Am nächsten „Tunnelweltmeister“ wird bereits gearbeitet: 64 Kilometer lang wird der Brenner-Basistunnel zwischen Österreich und Italien. Nicht weniger ambitioniert ist der Bau neuer Metro- und Straßentunnel in Hongkong. Einer der dort eingesetzten Bohrer hat einen Durchmesser von 17,6 Metern - die größte Tunnelbohrmaschine der Welt.

An fast 150 Tagen im Jahr ist Herrenknecht auf Achse. Für den „König der Tunnelbohrer“ steht immer ein Firmenjet auf dem nahen Airport Lahr bereit. „Martin Herrenknecht ist nicht bloß Fulltime-, sondern Lifetime-Unternehmer“, sagt Wolfgang Müller, der Oberbürgermeister von Lahr. „Wenn Sie ihm zuhören, wo er die vergangenen Wochen überall auf der Welt war, wird Ihnen schwindelig.“

Bodenhaftung und Heimatverbundenheit hat der Tunnelbohrer aber nie verloren. Davon zeugte in gewisser Weise auch seine Empörung, als die Grünen 2010 wegen der Auftragsvergabe für das Bahnprojekt Stuttgart 21 auf Herrenknechts Nähe zum einstigen CDU-Ministerpräsidenten Lothar Späth und mutmaßliche Mauscheleien anspielten. Das hat ihn gekränkt. Auf den relativ kleinen Auftrag in Höhe von rund 80 Millionen Euro war der Weltkonzern, der allein im Schwarzwald gut 2000 Menschen beschäftigt, nie angewiesen. Doch Herrenknecht hätte es als Schmach angesehen, wenn der Weltmarktführer nicht auch im eigenen „Ländle“ bohren dürfte.

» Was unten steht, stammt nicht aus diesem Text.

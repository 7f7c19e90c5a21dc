//! Altitude model: where the moon is on a given simulated instant.
//!
//! Every schedule entry is anchored to a calendar date by the cycle start:
//! entry `d` rises on `cycle_start.date() + d` and sets either later that
//! day or, when the set time is not after the rise time, the next morning.

use crate::calendar::Phase;
use crate::schedule::ScheduleEntry;
use chrono::{NaiveDateTime, TimeDelta};
use serde::Serialize;
use std::f64::consts::PI;

/// Altitude reported for a new-moon day.
pub const NEW_MOON_ALTITUDE: f64 = -1.0;

/// Rise and set of one entry as absolute timestamps.
pub fn visibility_window(
    entry: &ScheduleEntry,
    cycle_start: NaiveDateTime,
) -> Option<(NaiveDateTime, NaiveDateTime)> {
    let (rise, set) = (entry.moonrise?, entry.moonset?);
    let date = cycle_start.date() + TimeDelta::days(i64::from(entry.day));
    let rise_at = date.and_time(rise);
    let mut set_at = date.and_time(set);
    if set_at <= rise_at {
        set_at += TimeDelta::days(1);
    }
    Some((rise_at, set_at))
}

/// First entry whose `[moonrise, moonset)` window contains `t`.
///
/// Returns `None` during new moons and in the daytime gaps between
/// windows.
pub fn find_entry(
    schedule: &[ScheduleEntry],
    cycle_start: NaiveDateTime,
    t: NaiveDateTime,
) -> Option<&ScheduleEntry> {
    schedule.iter().find(|entry| {
        visibility_window(entry, cycle_start).is_some_and(|(rise, set)| rise <= t && t < set)
    })
}

/// Moon altitude in degrees at `t`.
///
/// The arc follows `90 × (1 − cos(π × progress))`: it leaves the horizon
/// slowly, passes 90 at the midpoint of the window and reaches the
/// opposite horizon (180 on the positioner) at moonset.
pub fn altitude(entry: &ScheduleEntry, t: NaiveDateTime, cycle_start: NaiveDateTime) -> f64 {
    if entry.phase == Phase::NewMoon {
        return NEW_MOON_ALTITUDE;
    }
    let Some((rise, set)) = visibility_window(entry, cycle_start) else {
        return 0.0;
    };
    if t < rise || t > set {
        return 0.0;
    }

    let elapsed = (t - rise).num_milliseconds() as f64;
    let visible = (set - rise).num_milliseconds() as f64;
    altitude_at_progress(elapsed / visible)
}

/// The altitude arc for a progress value in `[0, 1]`.
pub fn altitude_at_progress(progress: f64) -> f64 {
    90.0 * (1.0 - (PI * progress).cos())
}

/// One point of an altitude curve.
#[derive(Clone, Debug, PartialEq, Serialize, utoipa::ToSchema)]
pub struct AltitudeSample {
    #[schema(value_type = String, example = "2025-06-01T18:30:00")]
    pub time: NaiveDateTime,
    pub altitude: f64,
}

/// Altitudes from moonrise to moonset inclusive, every `interval`.
///
/// Empty when the entry has no visibility window.
pub fn altitude_samples(
    entry: &ScheduleEntry,
    cycle_start: NaiveDateTime,
    interval: TimeDelta,
) -> Vec<AltitudeSample> {
    let Some((rise, set)) = visibility_window(entry, cycle_start) else {
        return Vec::new();
    };
    if interval <= TimeDelta::zero() {
        return Vec::new();
    }

    let mut samples = Vec::new();
    let mut t = rise;
    while t <= set {
        samples.push(AltitudeSample {
            time: t,
            altitude: altitude(entry, t, cycle_start),
        });
        t += interval;
    }
    samples
}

Viel Lob gibt es für sein soziales Engagement. „Er gehört für mich zu den ganz großen Unternehmerpersönlichkeiten unseres Landes“, sagt Altbundeskanzler Gerhard Schröder (SPD) über das langjährige CDU-Mitglied Herrenknecht. „Er ist jemand, der Erfolge teilt und großzügig ist, wenn es um das Soziale, um Jugendarbeit und Sport geht.“

Als die evangelische Kirche vor Jahren die Pfarrerstelle in Allmannsweier einsparen wollte, sprang Herrenknecht ein. „Das kostet mich 100 000 Euro im Jahr, aber der Pfarrer macht eine prima Jugendarbeit. Wenn wir damit auch nur ein Kind vor den Drogen bewahren können, ist das gut angelegtes Geld“, sagt der Protestant, der seit 1982 mit einer Katholikin aus Kolumbien verheiratet ist.

Wie lange Herrenknecht sein Unternehmen noch führen wird, für das ganz am Anfang die Mutter einen Kredit in Höhe von 25 000 D-Mark vorgeschossen hatte, lässt er offen. „Die Nachfolge ist geregelt“, sagt er. Sohn Martin-Devid (30), der Maschinenbau studierte, arbeitet sich dafür ein. „Solange ich noch fit bin, möchte ich weitermachen“, sagt der Vater. Der Sohn lächelt dazu, still und freundlich.